Kataklizm sprzed lat
Choć nasza planeta obejmuje wszystko i wszystkich, nie jest wszechmocna i niezniszczalna. Zwróciła nam już na to uwagę przeszłość. Jenova. Kataklizm, który przybył z kosmosu i próbował zagnieździć się w nowym środowisku, by wyssać do cna jego całą życiową energię.
Ludzkość była wtedy bezradna, choć rzuciła wszystko naprzeciw monstrum. Zwycięstwo stało się możliwe tylko dzięki poświęceniu Cetry. Strażników planety i kapłanów, którzy położyli na szali własne życie, by ratować wspólny dom. Także tych, którzy obawiali się ich i wypowiadali im wojnę napędzaną wynikającym z niezrozumienia strachem.
Teraz Jenova mogła powrócić. Była od tego o krok. Wystarczyło, że zostanie skompletowana. Doprowadzi do tego poświęcenie wędrowców, którzy połączą rozsiane po całym świecie cząstki w całość i umożliwią wybudzenie pasożyta z trwającego od wieków snu.
Mur
W tym wszystkim gdzieś była czarna materia. Środek do celu, a może sam cel? Czekała nas ostatnia przeszkoda na drodze do niej. Finalny strażnik. Wielki, żyjący mur, którego przeraźliwy pysk i ogromne łapy niejako symbolizowały okropieństwa, do których zdolna jest czekająca za nim nagroda. Bestia o wzbudzającej strach przebiegłości, która swój brak mobilności nadrabiała sprytem i zdolnościami magicznymi. Bez trudu mogła przesuwać ściany i ograniczać pole ruchu swoim ofiarom. Łatwo było wpaść w jej sidła. Dać się choćby porazić promieniem zamieniającym w kamień.

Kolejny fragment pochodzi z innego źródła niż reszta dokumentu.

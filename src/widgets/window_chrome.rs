//! Window chrome lifecycle: mount animation and the multi-stage close
//!
//! The close sequence is irreversible. Its stage timers are all scheduled when
//! the close is requested; the final timer removes the window and hides its
//! title in the visibility registry exactly once.

use std::time::Duration;

use crate::core::scheduler::{InstanceId, Scheduler, TimerEvent, TimerId};
use crate::data::VisibilityRegistry;
use crate::theme::{ButtonStyle, VisualParameters};

pub const CLOSE_DURATION: Duration = Duration::from_millis(600);
pub const MOUNT_DURATION: Duration = Duration::from_millis(600);

/// Keyframe stages of the close sequence
#[derive(Debug, Clone, Copy, PartialEq, Eq, Hash)]
pub enum CloseStage {
    Glitch,
    Flicker,
    Collapse,
    Compress,
    Fade,
    Gone,
}

/// How a closing window is drawn during one stage
#[derive(Debug, Clone, Copy, PartialEq)]
pub struct CloseKeyframe {
    /// Fraction of the window height still drawn
    pub scale_y: f32,
    pub opacity: f32,
    pub brightness: f32,
    /// Horizontal shake in columns
    pub jitter: i16,
}

impl CloseStage {
    pub const ALL: [CloseStage; 6] = [
        CloseStage::Glitch,
        CloseStage::Flicker,
        CloseStage::Collapse,
        CloseStage::Compress,
        CloseStage::Fade,
        CloseStage::Gone,
    ];

    /// Percentage of the close duration at which the stage begins
    pub fn percent(&self) -> u32 {
        match self {
            CloseStage::Glitch => 0,
            CloseStage::Flicker => 15,
            CloseStage::Collapse => 30,
            CloseStage::Compress => 45,
            CloseStage::Fade => 60,
            CloseStage::Gone => 75,
        }
    }

    pub fn offset(&self) -> Duration {
        CLOSE_DURATION * self.percent() / 100
    }

    pub fn keyframe(&self) -> CloseKeyframe {
        let (scale_y, opacity, brightness, jitter) = match self {
            CloseStage::Glitch => (1.0, 1.0, 1.5, 1),
            CloseStage::Flicker => (1.0, 0.6, 0.6, -1),
            CloseStage::Collapse => (0.8, 0.9, 1.0, 0),
            CloseStage::Compress => (0.6, 0.7, 1.0, 0),
            CloseStage::Fade => (0.3, 0.4, 0.8, 0),
            CloseStage::Gone => (0.1, 0.0, 0.5, 0),
        };
        CloseKeyframe {
            scale_y,
            opacity,
            brightness,
            jitter,
        }
    }
}

#[derive(Debug, Clone, Copy, PartialEq, Eq)]
pub enum ChromePhase {
    Mounting,
    Open,
    Closing(CloseStage),
    Closed,
}

#[derive(Debug)]
pub struct WindowChromeState {
    owner: InstanceId,
    title: String,
    phase: ChromePhase,
    mounted_at: Duration,
    mount_timer: Option<TimerId>,
    hidden_reported: bool,
}

impl WindowChromeState {
    /// Mount a window for `title`; with `animate` it rises in over
    /// [`MOUNT_DURATION`], otherwise it is open immediately.
    pub fn mount(
        owner: InstanceId,
        title: impl Into<String>,
        animate: bool,
        scheduler: &mut Scheduler,
    ) -> Self {
        let (phase, mount_timer) = if animate {
            let timer = scheduler.schedule(owner, MOUNT_DURATION, TimerEvent::MountComplete);
            (ChromePhase::Mounting, Some(timer))
        } else {
            (ChromePhase::Open, None)
        };
        Self {
            owner,
            title: title.into(),
            phase,
            mounted_at: scheduler.now(),
            mount_timer,
            hidden_reported: false,
        }
    }

    pub fn title(&self) -> &str {
        &self.title
    }

    pub fn phase(&self) -> ChromePhase {
        self.phase
    }

    pub fn is_closing(&self) -> bool {
        matches!(self.phase, ChromePhase::Closing(_))
    }

    pub fn is_closed(&self) -> bool {
        self.phase == ChromePhase::Closed
    }

    /// Drawing parameters for the current close stage, if closing
    pub fn close_keyframe(&self) -> Option<CloseKeyframe> {
        match self.phase {
            ChromePhase::Closing(stage) => Some(stage.keyframe()),
            _ => None,
        }
    }

    /// Mount animation progress in `0.0..=1.0`
    pub fn mount_progress(&self, now: Duration) -> f32 {
        match self.phase {
            ChromePhase::Mounting => {
                let elapsed = now.saturating_sub(self.mounted_at);
                (elapsed.as_secs_f32() / MOUNT_DURATION.as_secs_f32()).clamp(0.0, 1.0)
            }
            _ => 1.0,
        }
    }

    /// Whether the chrome offers a close button under `params`
    pub fn close_button_available(&self, params: &VisualParameters) -> bool {
        params.button_style != ButtonStyle::Hidden
            && matches!(self.phase, ChromePhase::Mounting | ChromePhase::Open)
    }

    /// Start the close sequence. No-op once closing or closed.
    pub fn request_close(&mut self, scheduler: &mut Scheduler) -> bool {
        if !matches!(self.phase, ChromePhase::Mounting | ChromePhase::Open) {
            tracing::trace!(title = %self.title, phase = ?self.phase, "close ignored");
            return false;
        }

        if let Some(timer) = self.mount_timer.take() {
            scheduler.cancel(timer);
        }
        self.phase = ChromePhase::Closing(CloseStage::Glitch);
        for stage in CloseStage::ALL.iter().skip(1) {
            scheduler.schedule(self.owner, stage.offset(), TimerEvent::CloseStage(*stage));
        }
        scheduler.schedule(self.owner, CLOSE_DURATION, TimerEvent::CloseComplete);
        tracing::debug!(title = %self.title, "close sequence started");
        true
    }

    /// Handle a fired timer for this window
    pub fn on_timer(&mut self, timer: TimerId, event: TimerEvent, registry: &mut VisibilityRegistry) {
        match event {
            TimerEvent::MountComplete => {
                if self.mount_timer == Some(timer) && self.phase == ChromePhase::Mounting {
                    self.mount_timer = None;
                    self.phase = ChromePhase::Open;
                    tracing::debug!(title = %self.title, "mounted");
                }
            }
            TimerEvent::CloseStage(stage) => {
                if self.is_closing() {
                    tracing::trace!(title = %self.title, ?stage, "close stage");
                    self.phase = ChromePhase::Closing(stage);
                }
            }
            TimerEvent::CloseComplete => {
                self.complete(registry);
            }
            other => {
                tracing::trace!(title = %self.title, event = ?other, "not a chrome timer");
            }
        }
    }

    /// Finish the close: mark closed and hide the title once.
    ///
    /// Returns true only for the call that hid the title.
    pub fn complete(&mut self, registry: &mut VisibilityRegistry) -> bool {
        self.phase = ChromePhase::Closed;
        if self.hidden_reported {
            return false;
        }
        self.hidden_reported = true;
        registry.set_hidden(&self.title);
        tracing::info!(title = %self.title, "window closed");
        true
    }
}
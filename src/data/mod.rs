//! Data layer - pure state without UI coupling
//!
//! NO imports from frontend/ or any rendering code.

pub mod visibility;

pub use visibility::VisibilityRegistry;
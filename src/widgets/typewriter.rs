//! Cycling typewriter state machine (rendering-agnostic)
//!
//! Types the current menu item one character per tick, waits for an advance
//! event, plays a short emphasis, then moves to the next item and starts over.
//! Switching category restarts from the first item of the new category.

use std::time::Duration;

use crate::config::{Category, InteractiveTypewriterConfig, MenuItem, TypewriterMenuConfig};
use crate::core::scheduler::{InstanceId, Scheduler, TimerEvent, TimerId};

/// Press emphasis for menus that advance on their own
const AUTO_PRESS_DURATION: Duration = Duration::from_millis(150);

#[derive(Debug, Clone, Copy, PartialEq, Eq)]
pub enum TypewriterPhase {
    Typing { revealed: usize },
    WaitingForAdvance { hint_visible: bool },
    Advancing,
}

/// Who issues the advance event
#[derive(Debug, Clone, Copy, PartialEq, Eq)]
pub enum AdvanceMode {
    /// The user (Enter / click)
    Manual,
    /// The machine itself, after the given pause
    Auto(Duration),
}

#[derive(Debug, Clone, Copy, PartialEq, Eq)]
pub struct TypewriterTiming {
    pub typing_speed: Duration,
    pub cursor_blink: Duration,
    pub hint_delay: Duration,
    pub press_duration: Duration,
    pub mode: AdvanceMode,
}

impl From<&InteractiveTypewriterConfig> for TypewriterTiming {
    fn from(config: &InteractiveTypewriterConfig) -> Self {
        let a = &config.animations;
        Self {
            typing_speed: Duration::from_millis(a.typing_speed_ms),
            cursor_blink: Duration::from_millis(a.cursor_blink_ms),
            hint_delay: Duration::from_millis(a.hint_delay_ms),
            press_duration: Duration::from_millis(a.press_duration_ms),
            mode: AdvanceMode::Manual,
        }
    }
}

impl From<&TypewriterMenuConfig> for TypewriterTiming {
    fn from(config: &TypewriterMenuConfig) -> Self {
        let a = &config.animations;
        Self {
            typing_speed: Duration::from_millis(a.typing_speed_ms),
            cursor_blink: Duration::from_millis(a.cursor_blink_ms),
            hint_delay: Duration::ZERO,
            press_duration: AUTO_PRESS_DURATION,
            mode: AdvanceMode::Auto(Duration::from_millis(a.auto_advance_ms)),
        }
    }
}

/// Per-instance typewriter state
///
/// Holds its own timer handles so a category switch can cancel them without
/// touching timers that belong to the surrounding window chrome.
#[derive(Debug)]
pub struct TypewriterState {
    owner: InstanceId,
    catalog: Vec<Category>,
    category: usize,
    index: usize,
    phase: TypewriterPhase,
    timing: TypewriterTiming,
    step_timer: Option<TimerId>,
    hint_timer: Option<TimerId>,
}

impl TypewriterState {
    /// Mount in `Typing(0)` on `category_id` (first category if unknown).
    ///
    /// `catalog` must hold at least one category and every category at least
    /// one item; the config resolvers guarantee both.
    pub fn mount(
        owner: InstanceId,
        catalog: Vec<Category>,
        category_id: &str,
        timing: TypewriterTiming,
        scheduler: &mut Scheduler,
    ) -> Self {
        let mut state = Self {
            owner,
            catalog,
            category: 0,
            index: 0,
            phase: TypewriterPhase::Typing { revealed: 0 },
            timing,
            step_timer: None,
            hint_timer: None,
        };
        state.category = state.find_category(category_id);
        state.enter_typing(scheduler);
        state
    }

    pub fn phase(&self) -> TypewriterPhase {
        self.phase
    }

    pub fn index(&self) -> usize {
        self.index
    }

    pub fn timing(&self) -> TypewriterTiming {
        self.timing
    }

    pub fn categories(&self) -> &[Category] {
        &self.catalog
    }

    pub fn category(&self) -> &Category {
        &self.catalog[self.category]
    }

    pub fn current_item(&self) -> &MenuItem {
        let items = &self.category().items;
        &items[self.index % items.len()]
    }

    /// Characters revealed so far
    pub fn revealed(&self) -> usize {
        match self.phase {
            TypewriterPhase::Typing { revealed } => revealed,
            _ => self.item_len(),
        }
    }

    /// The visible prefix of the current item's text
    pub fn display_text(&self) -> &str {
        let text = self.current_item().text.as_str();
        match text.char_indices().nth(self.revealed()) {
            Some((byte_idx, _)) => &text[..byte_idx],
            None => text,
        }
    }

    pub fn is_waiting(&self) -> bool {
        matches!(self.phase, TypewriterPhase::WaitingForAdvance { .. })
    }

    pub fn hint_visible(&self) -> bool {
        matches!(
            self.phase,
            TypewriterPhase::WaitingForAdvance { hint_visible: true }
        )
    }

    /// True while the press emphasis plays
    pub fn is_emphasized(&self) -> bool {
        self.phase == TypewriterPhase::Advancing
    }

    /// Blinking cursor state at virtual time `now`
    pub fn cursor_visible(&self, now: Duration) -> bool {
        let period = self.timing.cursor_blink.as_millis().max(1);
        (now.as_millis() / period) % 2 == 0
    }

    /// Apply an advance event. Ignored unless waiting for one.
    pub fn advance(&mut self, scheduler: &mut Scheduler) -> bool {
        if !self.is_waiting() {
            tracing::trace!(owner = self.owner.raw(), phase = ?self.phase, "advance ignored");
            return false;
        }

        self.cancel_timers(scheduler);
        self.phase = TypewriterPhase::Advancing;
        self.step_timer = Some(scheduler.schedule(
            self.owner,
            self.timing.press_duration,
            TimerEvent::FinishAdvance,
        ));
        tracing::debug!(owner = self.owner.raw(), index = self.index, "advancing");
        true
    }

    /// Switch category; restarts typing from the first item regardless of phase.
    ///
    /// Returns false when `category_id` is unknown and the first category was
    /// used instead.
    pub fn select_category(&mut self, category_id: &str, scheduler: &mut Scheduler) -> bool {
        let known = self.catalog.iter().any(|c| c.id == category_id);
        self.cancel_timers(scheduler);
        self.category = self.find_category(category_id);
        self.index = 0;
        tracing::debug!(
            owner = self.owner.raw(),
            category = %self.category().id,
            "category selected"
        );
        self.enter_typing(scheduler);
        known
    }

    /// Cycle to the neighbouring category (`forward` = next)
    pub fn step_category(&mut self, forward: bool, scheduler: &mut Scheduler) {
        let count = self.catalog.len();
        let next = if forward {
            (self.category + 1) % count
        } else {
            (self.category + count - 1) % count
        };
        let id = self.catalog[next].id.clone();
        self.select_category(&id, scheduler);
    }

    /// Take a new catalog and timing after a configuration change.
    ///
    /// Keeps the current position when the same category still holds the same
    /// item text at the same index; otherwise restarts typing in that category
    /// (or the first one if it disappeared).
    pub fn reconfigure(
        &mut self,
        catalog: Vec<Category>,
        timing: TypewriterTiming,
        scheduler: &mut Scheduler,
    ) {
        let category_id = self.category().id.clone();
        let text = self.current_item().text.clone();
        let index = self.index;

        self.catalog = catalog;
        self.timing = timing;

        let unchanged = self
            .catalog
            .iter()
            .find(|c| c.id == category_id)
            .and_then(|c| c.items.get(index))
            .is_some_and(|item| item.text == text);

        if unchanged {
            self.category = self.find_category(&category_id);
            return;
        }
        self.select_category(&category_id, scheduler);
    }

    /// Handle a fired timer; stale timers are dropped.
    pub fn on_timer(&mut self, timer: TimerId, event: TimerEvent, scheduler: &mut Scheduler) {
        let expected = match event {
            TimerEvent::ShowHint => self.hint_timer,
            _ => self.step_timer,
        };
        if expected != Some(timer) {
            tracing::trace!(owner = self.owner.raw(), ?event, "stale typewriter timer dropped");
            return;
        }

        match (event, self.phase) {
            (TimerEvent::TypeTick, TypewriterPhase::Typing { revealed }) => {
                self.step_timer = None;
                let revealed = revealed + 1;
                tracing::trace!(owner = self.owner.raw(), revealed, "tick");
                if revealed >= self.item_len() {
                    self.enter_waiting(scheduler);
                } else {
                    self.phase = TypewriterPhase::Typing { revealed };
                    self.schedule_tick(scheduler);
                }
            }
            (TimerEvent::ShowHint, TypewriterPhase::WaitingForAdvance { .. }) => {
                self.hint_timer = None;
                self.phase = TypewriterPhase::WaitingForAdvance { hint_visible: true };
            }
            (TimerEvent::AutoAdvance, TypewriterPhase::WaitingForAdvance { .. }) => {
                self.step_timer = None;
                self.advance(scheduler);
            }
            (TimerEvent::FinishAdvance, TypewriterPhase::Advancing) => {
                self.step_timer = None;
                let count = self.category().items.len();
                self.index = (self.index + 1) % count;
                self.enter_typing(scheduler);
            }
            (event, phase) => {
                tracing::trace!(owner = self.owner.raw(), ?event, ?phase, "timer does not apply");
            }
        }
    }

    /// Cancel this machine's own timers
    pub fn cancel_timers(&mut self, scheduler: &mut Scheduler) {
        if let Some(t) = self.step_timer.take() {
            scheduler.cancel(t);
        }
        if let Some(t) = self.hint_timer.take() {
            scheduler.cancel(t);
        }
    }

    fn item_len(&self) -> usize {
        self.current_item().text.chars().count()
    }

    fn find_category(&self, category_id: &str) -> usize {
        match self.catalog.iter().position(|c| c.id == category_id) {
            Some(idx) => idx,
            None => {
                tracing::warn!(
                    "unknown category '{}', using '{}'",
                    category_id,
                    self.catalog[0].id
                );
                0
            }
        }
    }

    fn enter_typing(&mut self, scheduler: &mut Scheduler) {
        self.phase = TypewriterPhase::Typing { revealed: 0 };
        if self.item_len() == 0 {
            self.enter_waiting(scheduler);
        } else {
            self.schedule_tick(scheduler);
        }
    }

    fn enter_waiting(&mut self, scheduler: &mut Scheduler) {
        self.phase = TypewriterPhase::WaitingForAdvance {
            hint_visible: false,
        };
        match self.timing.mode {
            AdvanceMode::Manual => {
                self.hint_timer = Some(scheduler.schedule(
                    self.owner,
                    self.timing.hint_delay,
                    TimerEvent::ShowHint,
                ));
            }
            AdvanceMode::Auto(pause) => {
                self.step_timer =
                    Some(scheduler.schedule(self.owner, pause, TimerEvent::AutoAdvance));
            }
        }
        tracing::debug!(owner = self.owner.raw(), index = self.index, "waiting for advance");
    }

    fn schedule_tick(&mut self, scheduler: &mut Scheduler) {
        self.step_timer = Some(scheduler.schedule(
            self.owner,
            self.timing.typing_speed,
            TimerEvent::TypeTick,
        ));
    }
}
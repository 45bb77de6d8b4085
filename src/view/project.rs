use super::{id_cell, table_or_loading, Form, PageView, Render, Section};
use crate::client::ProjectApi;
use crate::pages::ProjectPage;

pub const NEW_TECH: &str = "Add Tech";
pub const TECH_STACK: &str = "Tech Stack";
pub const NEW_PROJECT: &str = "Add Project";
pub const PROJECTS: &str = "Projects";
pub const DEPENDENCIES: &str = "Dependencies";

impl<S: ProjectApi> Render for ProjectPage<S> {
    fn render(&self) -> PageView {
        let draft = self.new_project();
        PageView::new("Projects", self.notice())
            .push(Section::Form(Form::new(NEW_TECH, [("Tech", self.new_tech())])))
            .push(table_or_loading(
                TECH_STACK,
                &["#", "Technology"],
                self.tech_stack().get(),
                |i, t| vec![i.to_string(), t.clone()],
            ))
            .push(Section::Form(Form::new(
                NEW_PROJECT,
                [
                    ("Title", draft.title.as_str()),
                    ("URL", draft.url.as_str()),
                    ("Description", draft.description.as_str()),
                ],
            )))
            .push(table_or_loading(
                PROJECTS,
                &["id", "Title", "URL", "Description"],
                self.projects().get(),
                |_, p| vec![id_cell(p.id), p.title.clone(), p.url.clone(), p.description.clone()],
            ))
            .push(table_or_loading(
                DEPENDENCIES,
                &["#", "Team Dependencies", "Tech Team Dependencies"],
                self.dependencies().get(),
                |i, d| {
                    vec![
                        i.to_string(),
                        d.team_dependency.join(", "),
                        d.tech_team_dependency.join(", "),
                    ]
                },
            ))
    }
}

Głupio byłoby zginąć, mając w nogach tak długą i żmudną wędrówkę. Będąc już tak blisko celu. Tuż o krok od Sephirota. Daliśmy z siebie wszystko i nie ulegliśmy nawet wtedy, kiedy stwór sklonował się i próbował rozbić naszą uwagę. Otoczeni i walczący na niewielkiej przestrzeni, zmobilizowaliśmy wszystkie siły. Kiedy druga manifestacja bestii ukryła się, zaatakowaliśmy tę pozostającą na widoku. Red użył ataku specjalnego i donośnie zawył, wyruszając do boju i kalecząc bestię pazurami. Wyczekałem moment i użyłem najmocniejszego ataku nieskończonego ostrza, a wijącego się z bólu demona oszołomił precyzyjnie mierzonym skupionym strzałem Barret.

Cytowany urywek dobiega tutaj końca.